• Exercise:
When you reach the line in the listing below that contains "let mut keywords = Keywords::default();", begin returning lines exactly as written, and stop after the line that contains "let param = ScalarParam::new(parse_literal(first)?)?;". Return no other lines.

• Provided entries:
--*--
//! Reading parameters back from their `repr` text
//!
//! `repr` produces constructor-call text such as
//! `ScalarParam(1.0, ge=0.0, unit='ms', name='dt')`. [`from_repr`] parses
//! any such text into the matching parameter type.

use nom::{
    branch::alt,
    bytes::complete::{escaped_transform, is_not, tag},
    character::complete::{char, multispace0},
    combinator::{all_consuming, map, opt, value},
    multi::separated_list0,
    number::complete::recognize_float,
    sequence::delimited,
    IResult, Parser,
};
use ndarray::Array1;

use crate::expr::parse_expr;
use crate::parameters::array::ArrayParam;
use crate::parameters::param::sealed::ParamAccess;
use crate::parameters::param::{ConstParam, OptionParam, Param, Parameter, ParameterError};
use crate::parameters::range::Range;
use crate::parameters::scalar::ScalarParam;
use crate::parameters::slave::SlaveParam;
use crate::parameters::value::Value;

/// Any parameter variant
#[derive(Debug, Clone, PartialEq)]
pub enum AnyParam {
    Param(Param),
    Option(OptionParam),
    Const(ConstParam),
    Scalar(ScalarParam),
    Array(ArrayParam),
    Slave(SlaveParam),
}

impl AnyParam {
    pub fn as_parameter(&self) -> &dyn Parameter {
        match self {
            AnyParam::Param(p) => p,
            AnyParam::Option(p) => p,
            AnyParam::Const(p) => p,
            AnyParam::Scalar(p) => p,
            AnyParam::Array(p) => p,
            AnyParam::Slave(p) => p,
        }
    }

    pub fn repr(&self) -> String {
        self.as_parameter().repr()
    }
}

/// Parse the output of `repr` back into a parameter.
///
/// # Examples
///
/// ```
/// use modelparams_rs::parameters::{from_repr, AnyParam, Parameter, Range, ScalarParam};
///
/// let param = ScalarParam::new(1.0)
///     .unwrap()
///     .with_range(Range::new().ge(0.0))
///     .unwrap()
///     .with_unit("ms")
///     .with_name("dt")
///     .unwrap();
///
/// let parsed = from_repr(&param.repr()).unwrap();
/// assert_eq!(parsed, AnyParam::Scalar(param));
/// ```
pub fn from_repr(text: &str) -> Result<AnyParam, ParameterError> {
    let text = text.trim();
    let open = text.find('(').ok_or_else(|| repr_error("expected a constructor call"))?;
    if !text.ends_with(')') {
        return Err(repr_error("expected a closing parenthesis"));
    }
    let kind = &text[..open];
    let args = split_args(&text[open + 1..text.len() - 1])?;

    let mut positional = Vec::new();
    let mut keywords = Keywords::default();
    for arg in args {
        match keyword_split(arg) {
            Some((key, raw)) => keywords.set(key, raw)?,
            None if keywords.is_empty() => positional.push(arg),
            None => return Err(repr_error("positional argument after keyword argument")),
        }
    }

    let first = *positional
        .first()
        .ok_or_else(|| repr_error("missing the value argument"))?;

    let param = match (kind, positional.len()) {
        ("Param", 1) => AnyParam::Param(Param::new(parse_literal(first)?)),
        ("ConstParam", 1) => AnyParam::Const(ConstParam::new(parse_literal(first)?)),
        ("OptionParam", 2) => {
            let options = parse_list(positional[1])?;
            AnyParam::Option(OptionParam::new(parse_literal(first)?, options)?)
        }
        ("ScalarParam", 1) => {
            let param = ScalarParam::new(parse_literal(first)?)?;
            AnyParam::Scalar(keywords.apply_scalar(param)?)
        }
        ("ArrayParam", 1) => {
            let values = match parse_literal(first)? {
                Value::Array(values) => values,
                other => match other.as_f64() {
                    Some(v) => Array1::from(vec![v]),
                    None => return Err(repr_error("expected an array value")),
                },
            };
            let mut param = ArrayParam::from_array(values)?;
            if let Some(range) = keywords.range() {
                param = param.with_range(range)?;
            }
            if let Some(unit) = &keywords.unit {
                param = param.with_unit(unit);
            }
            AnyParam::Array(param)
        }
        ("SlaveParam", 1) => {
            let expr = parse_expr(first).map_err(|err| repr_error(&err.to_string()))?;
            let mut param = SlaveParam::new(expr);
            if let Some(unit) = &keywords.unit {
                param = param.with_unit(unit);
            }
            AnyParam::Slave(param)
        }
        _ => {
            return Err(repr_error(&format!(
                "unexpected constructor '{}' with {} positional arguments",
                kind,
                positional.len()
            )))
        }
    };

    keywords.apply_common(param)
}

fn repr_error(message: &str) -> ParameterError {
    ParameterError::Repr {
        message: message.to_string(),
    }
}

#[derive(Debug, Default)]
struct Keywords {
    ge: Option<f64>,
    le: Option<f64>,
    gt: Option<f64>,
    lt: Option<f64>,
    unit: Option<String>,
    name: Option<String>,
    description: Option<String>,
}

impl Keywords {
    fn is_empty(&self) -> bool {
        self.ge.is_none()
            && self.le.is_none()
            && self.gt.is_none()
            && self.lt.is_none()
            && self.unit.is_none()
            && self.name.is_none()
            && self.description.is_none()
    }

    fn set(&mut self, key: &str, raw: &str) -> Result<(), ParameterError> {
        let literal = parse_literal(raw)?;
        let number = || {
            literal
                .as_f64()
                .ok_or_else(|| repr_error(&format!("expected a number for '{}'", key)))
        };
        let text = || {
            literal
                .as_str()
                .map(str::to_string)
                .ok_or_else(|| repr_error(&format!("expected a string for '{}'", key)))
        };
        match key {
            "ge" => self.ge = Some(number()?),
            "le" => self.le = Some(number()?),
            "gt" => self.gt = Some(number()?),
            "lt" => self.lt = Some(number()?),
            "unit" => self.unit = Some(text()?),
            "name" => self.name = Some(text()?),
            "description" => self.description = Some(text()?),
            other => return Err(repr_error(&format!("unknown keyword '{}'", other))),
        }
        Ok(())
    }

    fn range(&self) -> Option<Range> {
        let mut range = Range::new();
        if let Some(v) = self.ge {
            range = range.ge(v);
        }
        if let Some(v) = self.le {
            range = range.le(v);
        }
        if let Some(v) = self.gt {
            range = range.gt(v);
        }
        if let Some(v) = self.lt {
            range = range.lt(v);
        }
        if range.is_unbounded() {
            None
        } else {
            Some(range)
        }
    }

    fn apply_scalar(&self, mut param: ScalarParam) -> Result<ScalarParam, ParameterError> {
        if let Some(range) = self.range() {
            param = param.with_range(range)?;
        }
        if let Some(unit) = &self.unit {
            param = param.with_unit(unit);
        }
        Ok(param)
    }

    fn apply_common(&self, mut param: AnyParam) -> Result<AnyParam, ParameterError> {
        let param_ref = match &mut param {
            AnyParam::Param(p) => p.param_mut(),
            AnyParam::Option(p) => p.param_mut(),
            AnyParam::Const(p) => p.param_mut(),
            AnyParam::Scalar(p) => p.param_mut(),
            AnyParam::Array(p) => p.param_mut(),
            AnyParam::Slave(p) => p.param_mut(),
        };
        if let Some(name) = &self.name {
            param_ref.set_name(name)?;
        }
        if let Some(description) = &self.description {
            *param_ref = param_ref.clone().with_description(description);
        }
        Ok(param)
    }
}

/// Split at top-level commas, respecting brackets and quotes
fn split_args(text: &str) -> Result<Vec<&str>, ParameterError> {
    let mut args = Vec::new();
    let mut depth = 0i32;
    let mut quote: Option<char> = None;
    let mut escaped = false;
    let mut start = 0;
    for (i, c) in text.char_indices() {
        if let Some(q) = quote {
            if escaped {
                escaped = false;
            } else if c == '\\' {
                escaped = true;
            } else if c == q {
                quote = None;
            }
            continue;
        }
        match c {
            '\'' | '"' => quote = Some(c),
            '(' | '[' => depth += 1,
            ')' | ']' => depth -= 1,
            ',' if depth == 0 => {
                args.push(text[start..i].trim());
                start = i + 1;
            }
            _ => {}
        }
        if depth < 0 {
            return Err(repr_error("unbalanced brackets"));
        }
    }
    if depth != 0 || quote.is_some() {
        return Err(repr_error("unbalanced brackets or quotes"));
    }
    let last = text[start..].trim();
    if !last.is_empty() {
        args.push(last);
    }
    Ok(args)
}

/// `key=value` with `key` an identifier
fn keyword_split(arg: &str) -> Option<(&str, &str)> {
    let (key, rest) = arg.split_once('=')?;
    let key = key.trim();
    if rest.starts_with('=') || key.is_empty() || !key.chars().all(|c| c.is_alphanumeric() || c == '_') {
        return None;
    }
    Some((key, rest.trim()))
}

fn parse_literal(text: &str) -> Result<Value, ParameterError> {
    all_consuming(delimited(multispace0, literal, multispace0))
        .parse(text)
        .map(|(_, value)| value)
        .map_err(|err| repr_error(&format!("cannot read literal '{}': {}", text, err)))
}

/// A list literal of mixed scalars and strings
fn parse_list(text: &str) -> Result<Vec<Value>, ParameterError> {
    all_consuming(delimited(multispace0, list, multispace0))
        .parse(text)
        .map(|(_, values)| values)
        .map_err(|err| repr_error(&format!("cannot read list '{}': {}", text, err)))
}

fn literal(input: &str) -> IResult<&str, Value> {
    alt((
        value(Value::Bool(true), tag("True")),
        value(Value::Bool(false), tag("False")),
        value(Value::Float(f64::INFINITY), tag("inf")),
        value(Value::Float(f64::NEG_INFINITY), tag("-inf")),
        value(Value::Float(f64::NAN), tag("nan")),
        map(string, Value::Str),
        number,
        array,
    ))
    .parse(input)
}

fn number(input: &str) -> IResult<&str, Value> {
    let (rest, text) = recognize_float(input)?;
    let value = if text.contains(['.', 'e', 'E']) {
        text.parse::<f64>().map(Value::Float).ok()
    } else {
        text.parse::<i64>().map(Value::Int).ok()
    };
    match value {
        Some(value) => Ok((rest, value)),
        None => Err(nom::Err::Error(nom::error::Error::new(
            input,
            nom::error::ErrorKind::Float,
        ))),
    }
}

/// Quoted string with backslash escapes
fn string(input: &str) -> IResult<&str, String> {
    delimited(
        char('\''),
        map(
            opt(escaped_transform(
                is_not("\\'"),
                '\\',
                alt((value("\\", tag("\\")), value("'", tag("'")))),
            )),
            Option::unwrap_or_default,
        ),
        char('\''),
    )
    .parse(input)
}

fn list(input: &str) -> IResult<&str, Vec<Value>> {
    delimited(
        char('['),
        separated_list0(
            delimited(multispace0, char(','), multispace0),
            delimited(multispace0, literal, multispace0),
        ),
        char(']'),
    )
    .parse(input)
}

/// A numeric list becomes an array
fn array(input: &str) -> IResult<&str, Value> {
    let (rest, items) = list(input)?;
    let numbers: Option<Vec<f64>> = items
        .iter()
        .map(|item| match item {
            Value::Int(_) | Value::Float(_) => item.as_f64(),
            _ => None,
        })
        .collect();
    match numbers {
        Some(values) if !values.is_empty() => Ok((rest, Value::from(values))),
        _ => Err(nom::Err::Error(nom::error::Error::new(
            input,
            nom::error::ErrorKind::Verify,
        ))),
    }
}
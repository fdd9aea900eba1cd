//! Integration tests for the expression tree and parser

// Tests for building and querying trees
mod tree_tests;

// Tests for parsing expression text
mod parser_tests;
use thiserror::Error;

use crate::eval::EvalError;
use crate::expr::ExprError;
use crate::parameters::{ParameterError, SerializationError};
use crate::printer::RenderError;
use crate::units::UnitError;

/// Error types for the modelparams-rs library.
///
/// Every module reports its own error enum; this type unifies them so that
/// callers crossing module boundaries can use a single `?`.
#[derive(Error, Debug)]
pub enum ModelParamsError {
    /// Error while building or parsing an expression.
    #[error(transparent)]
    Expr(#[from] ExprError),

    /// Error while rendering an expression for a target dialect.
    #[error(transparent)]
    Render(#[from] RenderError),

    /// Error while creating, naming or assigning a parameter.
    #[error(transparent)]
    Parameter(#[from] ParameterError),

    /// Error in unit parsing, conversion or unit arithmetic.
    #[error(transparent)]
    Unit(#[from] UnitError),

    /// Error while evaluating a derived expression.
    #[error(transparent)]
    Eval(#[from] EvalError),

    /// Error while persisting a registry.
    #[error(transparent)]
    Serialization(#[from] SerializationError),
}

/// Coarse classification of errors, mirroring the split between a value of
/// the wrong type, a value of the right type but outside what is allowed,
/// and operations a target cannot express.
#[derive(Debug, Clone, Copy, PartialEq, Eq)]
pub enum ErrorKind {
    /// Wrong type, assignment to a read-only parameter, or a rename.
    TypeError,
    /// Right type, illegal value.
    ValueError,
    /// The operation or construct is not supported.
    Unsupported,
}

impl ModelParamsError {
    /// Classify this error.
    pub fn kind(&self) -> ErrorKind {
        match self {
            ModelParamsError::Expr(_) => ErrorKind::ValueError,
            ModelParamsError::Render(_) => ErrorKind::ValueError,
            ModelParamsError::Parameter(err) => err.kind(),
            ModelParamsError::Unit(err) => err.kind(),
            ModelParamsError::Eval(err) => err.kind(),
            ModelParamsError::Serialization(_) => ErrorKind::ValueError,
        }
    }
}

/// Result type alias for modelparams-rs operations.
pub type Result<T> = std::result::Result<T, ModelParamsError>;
--*--
• Exercise response:
    let mut keywords = Keywords::default();
    for arg in args {
        match keyword_split(arg) {
            Some((key, raw)) => keywords.set(key, raw)?,
            None if keywords.is_empty() => positional.push(arg),
            None => return Err(repr_error("positional argument after keyword argument")),
        }
    }

    let first = *positional
        .first()
        .ok_or_else(|| repr_error("missing the value argument"))?;

    let param = match (kind, positional.len()) {
        ("Param", 1) => AnyParam::Param(Param::new(parse_literal(first)?)),
        ("ConstParam", 1) => AnyParam::Const(ConstParam::new(parse_literal(first)?)),
        ("OptionParam", 2) => {
            let options = parse_list(positional[1])?;
            AnyParam::Option(OptionParam::new(parse_literal(first)?, options)?)
        }
        ("ScalarParam", 1) => {
            let param = ScalarParam::new(parse_literal(first)?)?;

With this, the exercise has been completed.